Like Gravity(84)



When I’d moved out of the house last year to come t0 Charlottesville, I hadn’t even gotten a phone call from him – not that I’d really been expecting one. Lexi had bought me a cupcake and a bottle of tequila, then taken me out and gotten me wasted enough to forget why I hated the day so much.

So I’d guess it would be repetitive to say that my expectations, when it came to this year?

Zero, zilch, nada.

I’d figured that twenty-one wouldn’t be much different from twenty; judging by the state of my kitchen this morning, though, I’d be pretty comfortable admitting that I was wrong.

“I love you,” I’d whispered, glancing around at the room in wonderment, before arching my head back to brush a kiss across Finn’s smiling lips.

I was broken from my reverie when a passenger car finally descended and it was my turn to climb onboard the Ferris wheel. A hand appeared from my peripheral and one of the carnival workers helped up into the compartment.

“Thank you,” I said, releasing his hand and turning to face him after I’d settled onto the bench.

“I wouldn’t do this for anyone else, you know.” At the sound of his voice, my eyes flew away from the safety bar I was preparing to secure my lap to examine his face. To my surprise, Finn was standing there, looking a little green as he stared up at the ride over our heads. It had been his hand I’d grabbed for support.

“You changed your mind?” I asked, trying to subdue my sudden excitement.

“It was the puppy dog eyes,” he shrugged, climbing into the cab and settling close next to me. “They get me every time.”

I laughed as he pulled the bar tight across our laps, shaking it several times to check that it was securely latched.

“…probably spent about ten minutes total putting this deathtrap together…completely unsafe…” Finn was muttering under his breath about the ride, looking in every direction as we lifted off the ground several feet so the couple in line behind us could board their own car.

“Hmmm? Did you say something, caveman?” I asked sweetly, cupping a hand around my ear.

“Just how much I love you for convincing me to ride this thing,” he replied sarcastically.

I smacked him on the arm.

He laughed, but it was strained with tension. His white-knuckled grip on the security bar betrayed his anxiety, only tightening the further we rose into the air.

“You really didn’t have to come,” I told him, feeling rather ashamed of myself. “I’m sorry for bugging you about it.”

“Don’t be,” he said, staring out over the fairground lights below.

The park really came alive at night. It was sunset now, and most of the little kids had gone home hours ago, replaced by too many couples to count. Country music blared from the speakers of almost every game stand, screams rang out as adventure-seeking fair-goers were spun upside down by the scarier rides on the far side of the park, and food vendors called out their wares to passerby. The myriad of voices blended together into one distinct medley: the nighttime soundtrack of every autumn carnival across the country.

Noisy, bustling, bright; just breathing the air made you feel more alive.

“The view is so beautiful from up here,” I sighed.

“It really is,” he agreed.
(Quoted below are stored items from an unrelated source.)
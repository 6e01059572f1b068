//! Interactive line-oriented session.
//!
//! Reads one command per line, feeds the matching [`Event`] to the
//! [`Controller`] and prints the active screen. While waiting for input the
//! session also wakes up when the status message is due to be hidden.

use std::future;
use std::time::Instant;

use tokio::io::{AsyncBufRead, AsyncBufReadExt, AsyncWrite, AsyncWriteExt};

use crate::controller::{confirmation_prompt, table_for, Controller, Event, FormField, Screen};
use crate::error::Result;
use crate::render::RowAction;
use crate::score::ScoreField;
use crate::storage::RecordStore;

const HELP: &str = "\
Commands:
  tab <participants|leaderboard>     switch screen (alias: nav)
  set <team|captain|email|phone|members> <value>
                                     fill in the registration form
  submit                             register the team in the form
  score <id> <defence|attack|uptime> <value>
                                     edit a result
  delete <id>                        delete the row with this id on the current screen
  yes / no                           answer a pending confirmation
  filter [text]                      filter the current table (no text clears)
  show                               print the current screen again
  help                               show this help
  quit                               leave the session
";

/// A parsed input line.
#[derive(Debug, Clone, PartialEq, Eq)]
pub enum Command {
    /// Forward an event unchanged.
    Event(Event),
    /// Ask to delete a row of the active table.
    Delete(String),
    /// Filter the active table.
    Filter(String),
    /// Print the screen again.
    Show,
    /// Print help.
    Help,
    /// End the session.
    Quit,
    /// Blank line.
    Nothing,
}

/// Parse one input line.
///
/// # Errors
///
/// Returns a user-facing message describing what was wrong with the line.
pub fn parse_command(line: &str) -> std::result::Result<Command, String> {
    let line = line.trim();
    let (word, rest) = line
        .split_once(char::is_whitespace)
        .map_or((line, ""), |(w, r)| (w, r.trim()));

    let command = match word.to_ascii_lowercase().as_str() {
        "" => Command::Nothing,
        "tab" | "nav" => {
            let screen: Screen = rest.parse().map_err(|e: crate::Error| e.to_string())?;
            if word.eq_ignore_ascii_case("nav") {
                Command::Event(Event::SelectLink(Some(screen)))
            } else {
                Command::Event(Event::SelectTab(screen))
            }
        }
        "set" => {
            let (name, value) = rest.split_once(char::is_whitespace).unwrap_or((rest, ""));
            let field = match name.to_ascii_lowercase().as_str() {
                "team" => FormField::TeamName,
                "captain" => FormField::CaptainName,
                "email" => FormField::Email,
                "phone" => FormField::Phone,
                "members" => FormField::Members,
                other => return Err(format!("unknown form field '{other}'")),
            };
            Command::Event(Event::EditForm(field, value.trim().to_string()))
        }
        "submit" => Command::Event(Event::Submit),
        "score" => {
            let mut parts = rest.splitn(3, char::is_whitespace);
            let (Some(id), Some(field)) = (parts.next(), parts.next()) else {
                return Err("usage: score <id> <defence|attack|uptime> <value>".to_string());
            };
            let field: ScoreField = field.parse().map_err(|e: crate::Error| e.to_string())?;
            Command::Event(Event::EditScore {
                result_id: id.to_string(),
                field,
                value: parts.next().unwrap_or("").trim().to_string(),
            })
        }
        "delete" if !rest.is_empty() => Command::Delete(rest.to_string()),
        "delete" => return Err("usage: delete <id>".to_string()),
        "yes" | "y" => Command::Event(Event::Confirm),
        "no" | "n" => Command::Event(Event::Cancel),
        "filter" => Command::Filter(rest.to_string()),
        "show" => Command::Show,
        "help" | "?" => Command::Help,
        "quit" | "exit" => Command::Quit,
        other => return Err(format!("unknown command '{other}' (type 'help')")),
    };
    Ok(command)
}

/// Run a session until `quit` or end of input.
///
/// # Errors
///
/// Returns an error if reading input, writing output or the record store fails.
pub async fn run<S, R, W>(controller: &mut Controller<S>, input: R, mut output: W) -> Result<()>
where
    S: RecordStore,
    R: AsyncBufRead + Unpin,
    W: AsyncWrite + Unpin,
{
    let mut lines = input.lines();
    write_screen(controller, &mut output).await?;

    loop {
        let deadline = controller.status().deadline();

        tokio::select! {
            line = lines.next_line() => {
                let Some(line) = line? else { break };
                let now = Instant::now();
                controller.tick(now);

                match parse_command(&line) {
                    Ok(Command::Quit) => break,
                    Ok(Command::Nothing) => {}
                    Ok(Command::Help) => output.write_all(HELP.as_bytes()).await?,
                    Ok(Command::Show) => write_screen(controller, &mut output).await?,
                    Ok(command) => {
                        let event = into_event(controller, command);
                        controller.handle(event, now)?;
                        if let Some(action) = controller.pending() {
                            let prompt = format!("{} (yes/no)\n", confirmation_prompt(action));
                            output.write_all(prompt.as_bytes()).await?;
                        } else {
                            write_screen(controller, &mut output).await?;
                        }
                    }
                    Err(message) => {
                        output.write_all(format!("{message}\n").as_bytes()).await?;
                    }
                }
                output.flush().await?;
            }
            () = wait_until(deadline) => {
                controller.tick(Instant::now());
            }
        }
    }

    output.flush().await?;
    Ok(())
}

/// Map a parsed command onto the event it stands for on the active screen.
fn into_event<S: RecordStore>(controller: &Controller<S>, command: Command) -> Event {
    let screen = controller.navigation().active();
    match command {
        Command::Event(event) => event,
        Command::Delete(id) => Event::RequestAction(match screen {
            Screen::Participants => RowAction::DeleteParticipant(id),
            Screen::Leaderboard => RowAction::DeleteResult(id),
        }),
        Command::Filter(query) => Event::Filter(table_for(screen), query),
        // Handled before dispatch
        Command::Show | Command::Help | Command::Quit | Command::Nothing => Event::Cancel,
    }
}

async fn wait_until(deadline: Option<Instant>) {
    match deadline {
        Some(deadline) => tokio::time::sleep_until(deadline.into()).await,
        None => future::pending().await,
    }
}

async fn write_screen<S, W>(controller: &Controller<S>, output: &mut W) -> Result<()>
where
    S: RecordStore,
    W: AsyncWrite + Unpin,
{
    let mut text = String::new();

    let tabs: Vec<String> = controller
        .navigation()
        .tabs()
        .iter()
        .map(|tab| {
            if tab.active {
                format!("[{}]", tab.screen)
            } else {
                format!(" {} ", tab.screen)
            }
        })
        .collect();
    text.push_str(&tabs.join(" "));
    text.push('\n');

    if let Some(message) = controller.status().visible() {
        let tag = match message.severity {
            crate::controller::Severity::Success => "ok",
            crate::controller::Severity::Error => "error",
        };
        text.push_str(&format!("({tag}) {}\n", message.text));
    }

    let table = controller.active_table();
    let query = controller.filter_query(table.kind);
    if !query.is_empty() {
        text.push_str(&format!("filter: {query}\n"));
    }
    text.push_str(&table.to_string());

    let links: Vec<String> = controller
        .navigation()
        .links()
        .iter()
        .map(|link| {
            if link.active {
                format!("{} (current)", link.screen)
            } else {
                link.screen.to_string()
            }
        })
        .collect();
    text.push_str(&format!("nav: {}\n", links.join(" | ")));

    output.write_all(text.as_bytes()).await?;
    Ok(())
}

#[cfg(test)]
mod tests {
    use super::*;
    use crate::controller::DEFAULT_STATUS_TIMEOUT;
    use crate::storage::{MemoryStore, Records};
    use crate::store::Scoreboard;

    fn controller() -> Controller<MemoryStore> {
        let board = Scoreboard::load(Records::new(MemoryStore::new())).unwrap();
        Controller::new(board, Screen::Participants, DEFAULT_STATUS_TIMEOUT)
    }

    async fn run_script(c: &mut Controller<MemoryStore>, script: &str) -> String {
        let mut output = Vec::new();
        run(c, script.as_bytes(), &mut output).await.unwrap();
        String::from_utf8(output).unwrap()
    }

    #[test]
    fn test_parse_tab_and_nav() {
        assert_eq!(
            parse_command("tab leaderboard"),
            Ok(Command::Event(Event::SelectTab(Screen::Leaderboard)))
        );
        assert_eq!(
            parse_command("NAV participants"),
            Ok(Command::Event(Event::SelectLink(Some(Screen::Participants))))
        );
        assert!(parse_command("tab scores").is_err());
    }

    #[test]
    fn test_parse_set_keeps_value_spacing() {
        assert_eq!(
            parse_command("set members a, b ,c"),
            Ok(Command::Event(Event::EditForm(
                FormField::Members,
                "a, b ,c".to_string()
            )))
        );
        assert_eq!(
            parse_command("set team"),
            Ok(Command::Event(Event::EditForm(FormField::TeamName, String::new())))
        );
        assert!(parse_command("set nickname x").is_err());
    }

    #[test]
    fn test_parse_score() {
        assert_eq!(
            parse_command("score 17 uptime 99.5 %"),
            Ok(Command::Event(Event::EditScore {
                result_id: "17".to_string(),
                field: ScoreField::Uptime,
                value: "99.5 %".to_string(),
            }))
        );
        assert!(parse_command("score 17").is_err());
        assert!(parse_command("score 17 flags 3").is_err());
    }

    #[test]
    fn test_parse_misc() {
        assert_eq!(parse_command("  "), Ok(Command::Nothing));
        assert_eq!(parse_command("y"), Ok(Command::Event(Event::Confirm)));
        assert_eq!(parse_command("no"), Ok(Command::Event(Event::Cancel)));
        assert_eq!(parse_command("filter"), Ok(Command::Filter(String::new())));
        assert_eq!(parse_command("delete 5"), Ok(Command::Delete("5".to_string())));
        assert!(parse_command("delete").is_err());
        assert!(parse_command("dance").is_err());
    }

    #[tokio::test]
    async fn test_session_registers_team() {
        let mut c = controller();
        let out = run_script(
            &mut c,
            "set team Alpha\nset email alpha@example.org\nset members a, b\nsubmit\nquit\n",
        )
        .await;

        assert_eq!(c.board().participants().len(), 1);
        assert!(out.contains("(ok) Team \"Alpha\" registered successfully!"));
        assert!(out.contains("alpha@example.org"));
    }

    #[tokio::test]
    async fn test_session_delete_asks_first() {
        let mut c = controller();
        run_script(&mut c, "set team Alpha\nsubmit\n").await;
        let id = c.board().participants()[0].id.clone();

        let out = run_script(&mut c, &format!("delete {id}\nno\n")).await;
        assert!(out.contains("Are you sure you want to delete this participant? (yes/no)"));
        assert_eq!(c.board().participants().len(), 1);

        run_script(&mut c, &format!("delete {id}\nyes\n")).await;
        assert!(c.board().participants().is_empty());
    }

    #[tokio::test]
    async fn test_session_delete_on_leaderboard_targets_result() {
        let mut c = controller();
        run_script(&mut c, "set team Alpha\nsubmit\n").await;
        let id = c.board().participants()[0].id.clone();

        let out = run_script(&mut c, &format!("tab leaderboard\ndelete {id}\nyes\n")).await;
        assert!(out.contains("delete this result?"));
        assert!(c.board().results().is_empty());
        assert_eq!(c.board().participants().len(), 1);
    }

    #[tokio::test]
    async fn test_session_score_and_filter() {
        let mut c = controller();
        run_script(&mut c, "set team Alpha\nsubmit\nset team Beta\nsubmit\n").await;
        let beta = c.board().participants()[1].id.clone();

        let out = run_script(
            &mut c,
            &format!("tab leaderboard\nscore {beta} defence 12\nfilter beta\n"),
        )
        .await;

        assert!(out.contains("[leaderboard]"));
        assert!(out.contains("Score updated successfully!"));
        assert!(out.contains("filter: beta"));
        assert_eq!(c.board().find_result(&beta).unwrap().total_score, 12);
        assert_eq!(c.active_table().visible_rows().count(), 1);
    }

    #[tokio::test]
    async fn test_session_marks_active_tab_and_link() {
        let mut c = controller();
        let out = run_script(&mut c, "nav leaderboard\n").await;
        let last_screen = out.rsplit_once("[leaderboard]").unwrap().1;

        assert!(out.contains("[participants]  leaderboard "));
        assert!(out.contains("nav: participants (current) | leaderboard\n"));
        assert!(last_screen.contains("nav: participants | leaderboard (current)\n"));
        assert!(last_screen.contains("No results available yet."));
    }

    #[tokio::test]
    async fn test_session_reports_bad_input() {
        let mut c = controller();
        let out = run_script(&mut c, "jump\nhelp\n").await;

        assert!(out.contains("unknown command 'jump'"));
        assert!(out.contains("Commands:"));
    }

    #[tokio::test]
    async fn test_session_ends_at_eof() {
        let mut c = controller();
        let out = run_script(&mut c, "").await;
        assert!(out.contains("No participants registered yet."));
    }
}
When I glanced over at him, though, it was me he was staring at, rather than the carnival spread out below us.

“Corny,” I accused, elbowing him lightly in the stomach. Secretly, I was enjoying the rush of warmth his words sent spiraling through my chest. Finn wrapped one arm around my shoulders and tugged me closer, so I was snuggled up against his side.

“You love me anyway, though,” he whispered into my ear, his mouth moving lower to press a kiss to the sensitive spot behind my lobe. I shivered at the sensation, tilting my head to give him better access. With his face buried in my neck, he didn’t notice the kids in the passenger car above us, but I did.

There were two small children around eight or nine years old – siblings most likely – in the compartment. The boy was bigger, and he was finding great delight in his sister’s fear; he heaved his body backward and forward, until the car gained momentum of its own and was rocking wildly. His sister was clearly terrified, hanging on to the security bar and pleading with him to stop. He was laughing at her.

It happened so fast.

Sometimes you see change coming. You might not want it, might not be ready to embrace the new course your life is about to set out on, but at the very least you can prepare for it. Adjust your expectations. Formulate a new plan.

Other times, change is so sudden, so unexpected, that it knocks you right on your ass and leaves you wondering how you got to this place – blindsided, with your expectations and hopes and dreams as unsalvageable as an ice cream cone dropped to the ground at the carnival, melting slowly into the dirt road.

Had I known, in that moment, that getting on that goddamn amusement ride would irrevocably change things between Finn and me, I never would’ve climbed aboard. We were young and in love; we were invincible – or so I’d thought. If I’d known it was all about to be ripped from me, maybe I’d have held him tighter, told him I loved him one last time.

I didn’t get that chance.

One minute, I was looking up at the siblings in the car above us, and the next, I was somewhere deep inside my own head. It was disorienting, how quickly the memory took hold of my senses, dragging me back exactly fourteen years in a single instant.